[Material to process — start]
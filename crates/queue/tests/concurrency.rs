use std::collections::HashSet;
use std::sync::Arc;
use std::sync::atomic::{AtomicBool, Ordering};
use std::time::Duration;

use sluice_queue::retry::{must_dequeue_event, must_enqueue, must_enqueue_event, must_priority_enqueue_event};
use sluice_queue::{DequeueError, EnqueueError, PriorityQueue, QueueConfig, RetryStrategy, retry};
use tokio_util::sync::CancellationToken;

const PRODUCERS: u32 = 4;
const PER_PRODUCER: u32 = 200;

fn init_tracing() {
	let _ = tracing_subscriber::fmt::try_init();
}

#[tokio::test(flavor = "multi_thread", worker_threads = 4)]
async fn event_producers_and_consumer_exchange_every_item() {
	init_tracing();
	let queue = Arc::new(PriorityQueue::<u32>::new(8));
	let cancel = CancellationToken::new();

	let mut producers = Vec::new();
	for producer in 0..PRODUCERS {
		let queue = Arc::clone(&queue);
		let cancel = cancel.clone();
		producers.push(tokio::spawn(async move {
			for seq in 0..PER_PRODUCER {
				let item = producer * PER_PRODUCER + seq;
				must_priority_enqueue_event(&*queue, item, i64::from(seq % 3), &cancel).await?;
			}
			Ok::<_, EnqueueError<u32>>(())
		}));
	}

	let consumer_queue = Arc::clone(&queue);
	let consumer_cancel = cancel.clone();
	let consumer = tokio::spawn(async move {
		let mut seen = HashSet::new();
		for _ in 0..PRODUCERS * PER_PRODUCER {
			let item = must_dequeue_event(&*consumer_queue, &consumer_cancel).await?;
			assert!(seen.insert(item), "item {item} delivered twice");
		}
		Ok::<_, DequeueError>(seen)
	});

	let seen = tokio::time::timeout(Duration::from_secs(20), consumer)
		.await
		.expect("consumer should finish")
		.unwrap()
		.unwrap();
	for producer in producers {
		producer.await.unwrap().unwrap();
	}
	assert_eq!(seen.len(), (PRODUCERS * PER_PRODUCER) as usize);
	assert!(queue.is_empty());
}

#[tokio::test(flavor = "multi_thread", worker_threads = 4)]
async fn timer_producers_respect_capacity() {
	init_tracing();
	let queue = Arc::new(PriorityQueue::<u32>::new(4));
	let cancel = CancellationToken::new();
	let done = Arc::new(AtomicBool::new(false));

	let watcher_queue = Arc::clone(&queue);
	let watcher_done = Arc::clone(&done);
	let watcher = tokio::spawn(async move {
		while !watcher_done.load(Ordering::Acquire) {
			assert!(watcher_queue.len() <= watcher_queue.capacity());
			tokio::task::yield_now().await;
		}
	});

	let mut producers = Vec::new();
	for producer in 0..PRODUCERS {
		let queue = Arc::clone(&queue);
		let cancel = cancel.clone();
		producers.push(tokio::spawn(async move {
			for seq in 0..50 {
				must_enqueue(&*queue, producer * 50 + seq, &cancel, Duration::from_millis(1)).await?;
			}
			Ok::<_, EnqueueError<u32>>(())
		}));
	}

	let mut received = 0;
	while received < PRODUCERS * 50 {
		let batch = retry::must_flush(&*queue, &cancel, Duration::from_millis(1)).await;
		assert!(batch.len() <= 4);
		received += batch.len() as u32;
	}
	for producer in producers {
		producer.await.unwrap().unwrap();
	}
	done.store(true, Ordering::Release);
	watcher.await.unwrap();
	assert_eq!(received, PRODUCERS * 50);
}

#[tokio::test(flavor = "multi_thread", worker_threads = 2)]
async fn close_releases_blocked_producers_with_their_items() {
	init_tracing();
	let queue = Arc::new(PriorityQueue::<u32>::with_config(&QueueConfig::with_capacity(2).retry(RetryStrategy::Event)));
	assert_eq!(queue.enqueue_multiple(vec![0, 1]), Ok(()));
	let cancel = CancellationToken::new();

	let mut blocked = Vec::new();
	for item in 10..13 {
		let queue = Arc::clone(&queue);
		let cancel = cancel.clone();
		blocked.push(tokio::spawn(async move { must_enqueue_event(&*queue, item, &cancel).await }));
	}
	tokio::time::sleep(Duration::from_millis(50)).await;

	let drained = queue.close();
	assert_eq!(drained, vec![0, 1]);

	let mut handed_back = Vec::new();
	for handle in blocked {
		let outcome = tokio::time::timeout(Duration::from_secs(1), handle)
			.await
			.expect("close should release producers")
			.unwrap();
		match outcome {
			Err(EnqueueError::Closed(item)) => handed_back.push(item),
			other => panic!("unexpected outcome {other:?}"),
		}
	}
	handed_back.sort_unstable();
	assert_eq!(handed_back, vec![10, 11, 12]);
}

#[tokio::test(flavor = "multi_thread", worker_threads = 2)]
async fn cancellation_unblocks_waiting_producer() {
	init_tracing();
	let queue = Arc::new(PriorityQueue::<u32>::new(1));
	assert_eq!(queue.enqueue(0), Ok(()));
	let cancel = CancellationToken::new();

	let task_queue = Arc::clone(&queue);
	let task_cancel = cancel.clone();
	let waiting = tokio::spawn(async move { must_enqueue_event(&*task_queue, 1, &task_cancel).await });
	tokio::time::sleep(Duration::from_millis(20)).await;
	cancel.cancel();

	let outcome = tokio::time::timeout(Duration::from_secs(1), waiting)
		.await
		.expect("cancellation should release producer")
		.unwrap();
	assert_eq!(outcome, Err(EnqueueError::Overflow(1)));
	assert_eq!(queue.peek(), vec![0]);
}

#[test]
fn std_threads_share_queue_without_loss() {
	init_tracing();
	let queue = Arc::new(PriorityQueue::<u32>::new(16));
	let total = PRODUCERS * PER_PRODUCER;

	let producers: Vec<_> = (0..PRODUCERS)
		.map(|producer| {
			let queue = Arc::clone(&queue);
			std::thread::spawn(move || {
				for seq in 0..PER_PRODUCER {
					let mut item = producer * PER_PRODUCER + seq;
					loop {
						match queue.priority_enqueue(item, i64::from(producer)) {
							Ok(()) => break,
							Err(EnqueueError::Overflow(back)) => {
								item = back;
								std::thread::yield_now();
							}
							Err(EnqueueError::Closed(_)) => panic!("queue closed unexpectedly"),
						}
					}
				}
			})
		})
		.collect();

	let consumer_queue = Arc::clone(&queue);
	let consumer = std::thread::spawn(move || {
		let mut seen = HashSet::new();
		while seen.len() < total as usize {
			let batch = consumer_queue.dequeue_multiple(5);
			if batch.is_empty() {
				std::thread::yield_now();
				continue;
			}
			for item in batch {
				assert!(seen.insert(item), "item {item} delivered twice");
			}
		}
		seen
	});

	for producer in producers {
		producer.join().unwrap();
	}
	let seen = consumer.join().unwrap();
	assert_eq!(seen.len(), total as usize);
	assert!(queue.close().is_empty());
}

#[test]
fn concurrent_lossy_admission_keeps_most_urgent() {
	init_tracing();
	let queue = Arc::new(PriorityQueue::<u32>::new(8));

	let writers: Vec<_> = (0..4u32)
		.map(|writer| {
			let queue = Arc::clone(&queue);
			std::thread::spawn(move || {
				for seq in 0..100u32 {
					let priority = i64::from(seq);
					queue.priority_enqueue_lossy(writer * 1000 + seq, priority).unwrap();
				}
			})
		})
		.collect();
	for writer in writers {
		writer.join().unwrap();
	}

	// The eight most urgent admissions are the 98s and 99s from every writer.
	let survivors = queue.flush();
	assert_eq!(survivors.len(), 8);
	assert!(survivors.iter().all(|item| item % 1000 >= 98), "{survivors:?}");
}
[Material to process — finish]
▶ Task instructions
Identify the lines in the entries above that contain "push", then copy them out.

▶ Answer
		producers.push(tokio::spawn(async move {
		producers.push(tokio::spawn(async move {
		blocked.push(tokio::spawn(async move { must_enqueue_event(&*queue, item, &cancel).await }));
			Err(EnqueueError::Closed(item)) => handed_back.push(item),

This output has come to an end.